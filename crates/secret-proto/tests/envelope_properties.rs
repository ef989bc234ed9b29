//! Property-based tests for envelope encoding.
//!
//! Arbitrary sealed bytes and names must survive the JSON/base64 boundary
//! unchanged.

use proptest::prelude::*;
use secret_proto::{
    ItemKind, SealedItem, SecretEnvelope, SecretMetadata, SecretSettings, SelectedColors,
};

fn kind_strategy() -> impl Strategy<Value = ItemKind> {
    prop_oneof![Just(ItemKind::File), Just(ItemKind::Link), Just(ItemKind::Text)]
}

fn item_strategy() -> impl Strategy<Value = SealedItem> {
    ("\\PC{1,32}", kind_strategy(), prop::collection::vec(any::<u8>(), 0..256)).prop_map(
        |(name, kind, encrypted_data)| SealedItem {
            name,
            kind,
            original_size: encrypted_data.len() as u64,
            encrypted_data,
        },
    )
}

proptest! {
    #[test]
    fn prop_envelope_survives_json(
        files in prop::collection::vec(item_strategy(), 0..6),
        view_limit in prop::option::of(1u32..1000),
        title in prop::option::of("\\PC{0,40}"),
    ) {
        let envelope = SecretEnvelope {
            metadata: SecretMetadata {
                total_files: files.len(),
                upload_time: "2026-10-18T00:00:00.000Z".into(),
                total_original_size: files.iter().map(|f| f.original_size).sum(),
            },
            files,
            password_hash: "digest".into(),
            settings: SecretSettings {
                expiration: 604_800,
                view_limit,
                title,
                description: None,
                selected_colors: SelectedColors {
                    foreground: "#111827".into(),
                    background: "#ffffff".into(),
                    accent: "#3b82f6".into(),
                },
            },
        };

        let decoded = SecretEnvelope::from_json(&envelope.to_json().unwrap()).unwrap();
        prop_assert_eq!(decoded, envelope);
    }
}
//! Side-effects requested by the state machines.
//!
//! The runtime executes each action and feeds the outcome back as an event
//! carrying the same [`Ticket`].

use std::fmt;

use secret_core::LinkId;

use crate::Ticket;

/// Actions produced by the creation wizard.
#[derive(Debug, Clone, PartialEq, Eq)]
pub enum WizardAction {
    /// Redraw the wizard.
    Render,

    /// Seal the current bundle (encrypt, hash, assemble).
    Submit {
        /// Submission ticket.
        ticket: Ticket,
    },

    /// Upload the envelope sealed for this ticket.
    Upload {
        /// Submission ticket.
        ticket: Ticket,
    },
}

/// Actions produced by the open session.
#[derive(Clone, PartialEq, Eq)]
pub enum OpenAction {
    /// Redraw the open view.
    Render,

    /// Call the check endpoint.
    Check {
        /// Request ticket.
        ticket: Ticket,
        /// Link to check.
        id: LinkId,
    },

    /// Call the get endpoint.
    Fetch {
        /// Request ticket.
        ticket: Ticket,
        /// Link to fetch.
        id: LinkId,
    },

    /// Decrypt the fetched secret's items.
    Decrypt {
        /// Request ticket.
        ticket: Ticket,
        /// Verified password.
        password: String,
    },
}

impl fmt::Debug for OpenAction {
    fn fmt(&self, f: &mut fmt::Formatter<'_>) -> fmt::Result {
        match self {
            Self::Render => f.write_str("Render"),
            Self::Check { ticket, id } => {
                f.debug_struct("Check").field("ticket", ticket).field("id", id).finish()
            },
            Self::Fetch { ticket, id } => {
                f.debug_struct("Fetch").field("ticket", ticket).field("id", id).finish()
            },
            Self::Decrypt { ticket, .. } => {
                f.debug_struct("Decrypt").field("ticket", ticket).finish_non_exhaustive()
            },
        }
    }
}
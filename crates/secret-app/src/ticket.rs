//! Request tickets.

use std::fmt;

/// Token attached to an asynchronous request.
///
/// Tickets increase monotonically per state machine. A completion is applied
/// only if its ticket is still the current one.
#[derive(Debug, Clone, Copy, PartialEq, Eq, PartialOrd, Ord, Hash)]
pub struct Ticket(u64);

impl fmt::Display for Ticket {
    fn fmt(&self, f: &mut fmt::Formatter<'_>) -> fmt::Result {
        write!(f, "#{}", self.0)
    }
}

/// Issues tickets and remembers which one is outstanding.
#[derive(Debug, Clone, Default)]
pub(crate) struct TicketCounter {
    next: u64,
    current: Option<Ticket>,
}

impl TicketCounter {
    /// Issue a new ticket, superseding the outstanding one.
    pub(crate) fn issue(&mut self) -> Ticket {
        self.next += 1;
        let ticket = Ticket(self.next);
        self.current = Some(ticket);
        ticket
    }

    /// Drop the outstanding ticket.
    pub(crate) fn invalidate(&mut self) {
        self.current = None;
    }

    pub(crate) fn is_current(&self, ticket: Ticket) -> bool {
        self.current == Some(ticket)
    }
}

****************

AIM OF THE EXERCISE.
All entries shown above should be duplicated without a single difference.

THE COMPLETED TASK.
filename crates/secret-proto/tests/envelope_properties.rs
repository ef989bc234ed9b29
//! Property-based tests for envelope encoding.
//!
//! Arbitrary sealed bytes and names must survive the JSON/base64 boundary
//! unchanged.

use proptest::prelude::*;
use secret_proto::{
    ItemKind, SealedItem, SecretEnvelope, SecretMetadata, SecretSettings, SelectedColors,
};

fn kind_strategy() -> impl Strategy<Value = ItemKind> {
    prop_oneof![Just(ItemKind::File), Just(ItemKind::Link), Just(ItemKind::Text)]
}

fn item_strategy() -> impl Strategy<Value = SealedItem> {
    ("\\PC{1,32}", kind_strategy(), prop::collection::vec(any::<u8>(), 0..256)).prop_map(
        |(name, kind, encrypted_data)| SealedItem {
            name,
            kind,
            original_size: encrypted_data.len() as u64,
            encrypted_data,
        },
    )
}

proptest! {
    #[test]
    fn prop_envelope_survives_json(
        files in prop::collection::vec(item_strategy(), 0..6),
        view_limit in prop::option::of(1u32..1000),
        title in prop::option::of("\\PC{0,40}"),
    ) {
        let envelope = SecretEnvelope {
            metadata: SecretMetadata {
                total_files: files.len(),
                upload_time: "2026-10-18T00:00:00.000Z".into(),
                total_original_size: files.iter().map(|f| f.original_size).sum(),
            },
            files,
            password_hash: "digest".into(),
            settings: SecretSettings {
                expiration: 604_800,
                view_limit,
                title,
                description: None,
                selected_colors: SelectedColors {
                    foreground: "#111827".into(),
                    background: "#ffffff".into(),
                    accent: "#3b82f6".into(),
                },
            },
        };

        let decoded = SecretEnvelope::from_json(&envelope.to_json().unwrap()).unwrap();
        prop_assert_eq!(decoded, envelope);
    }
}
//! Side-effects requested by the state machines.
//!
//! The runtime executes each action and feeds the outcome back as an event
//! carrying the same [`Ticket`].

use std::fmt;

use secret_core::LinkId;

use crate::Ticket;

/// Actions produced by the creation wizard.
#[derive(Debug, Clone, PartialEq, Eq)]
pub enum WizardAction {
    /// Redraw the wizard.
    Render,

    /// Seal the current bundle (encrypt, hash, assemble).
    Submit {
        /// Submission ticket.
        ticket: Ticket,
    },

    /// Upload the envelope sealed for this ticket.
    Upload {
        /// Submission ticket.
        ticket: Ticket,
    },
}

/// Actions produced by the open session.
#[derive(Clone, PartialEq, Eq)]
pub enum OpenAction {
    /// Redraw the open view.
    Render,

    /// Call the check endpoint.
    Check {
        /// Request ticket.
        ticket: Ticket,
        /// Link to check.
        id: LinkId,
    },

    /// Call the get endpoint.
    Fetch {
        /// Request ticket.
        ticket: Ticket,
        /// Link to fetch.
        id: LinkId,
    },

    /// Decrypt the fetched secret's items.
    Decrypt {
        /// Request ticket.
        ticket: Ticket,
        /// Verified password.
        password: String,
    },
}

impl fmt::Debug for OpenAction {
    fn fmt(&self, f: &mut fmt::Formatter<'_>) -> fmt::Result {
        match self {
            Self::Render => f.write_str("Render"),
            Self::Check { ticket, id } => {
                f.debug_struct("Check").field("ticket", ticket).field("id", id).finish()
            },
            Self::Fetch { ticket, id } => {
                f.debug_struct("Fetch").field("ticket", ticket).field("id", id).finish()
            },
            Self::Decrypt { ticket, .. } => {
                f.debug_struct("Decrypt").field("ticket", ticket).finish_non_exhaustive()
            },
        }
    }
}
filename crates/secret-app/src/ticket.rs
//! Request tickets.

use std::fmt;

/// Token attached to an asynchronous request.
///
/// Tickets increase monotonically per state machine. A completion is applied
/// only if its ticket is still the current one.
#[derive(Debug, Clone, Copy, PartialEq, Eq, PartialOrd, Ord, Hash)]
pub struct Ticket(u64);

impl fmt::Display for Ticket {
    fn fmt(&self, f: &mut fmt::Formatter<'_>) -> fmt::Result {
        write!(f, "#{}", self.0)
    }
}

/// Issues tickets and remembers which one is outstanding.
#[derive(Debug, Clone, Default)]
pub(crate) struct TicketCounter {
    next: u64,
    current: Option<Ticket>,
}

impl TicketCounter {
    /// Issue a new ticket, superseding the outstanding one.
    pub(crate) fn issue(&mut self) -> Ticket {
        self.next += 1;
        let ticket = Ticket(self.next);
        self.current = Some(ticket);
        ticket
    }

    /// Drop the outstanding ticket.
    pub(crate) fn invalidate(&mut self) {
        self.current = None;
    }

    pub(crate) fn is_current(&self, ticket: Ticket) -> bool {
        self.current == Some(ticket)
    }
}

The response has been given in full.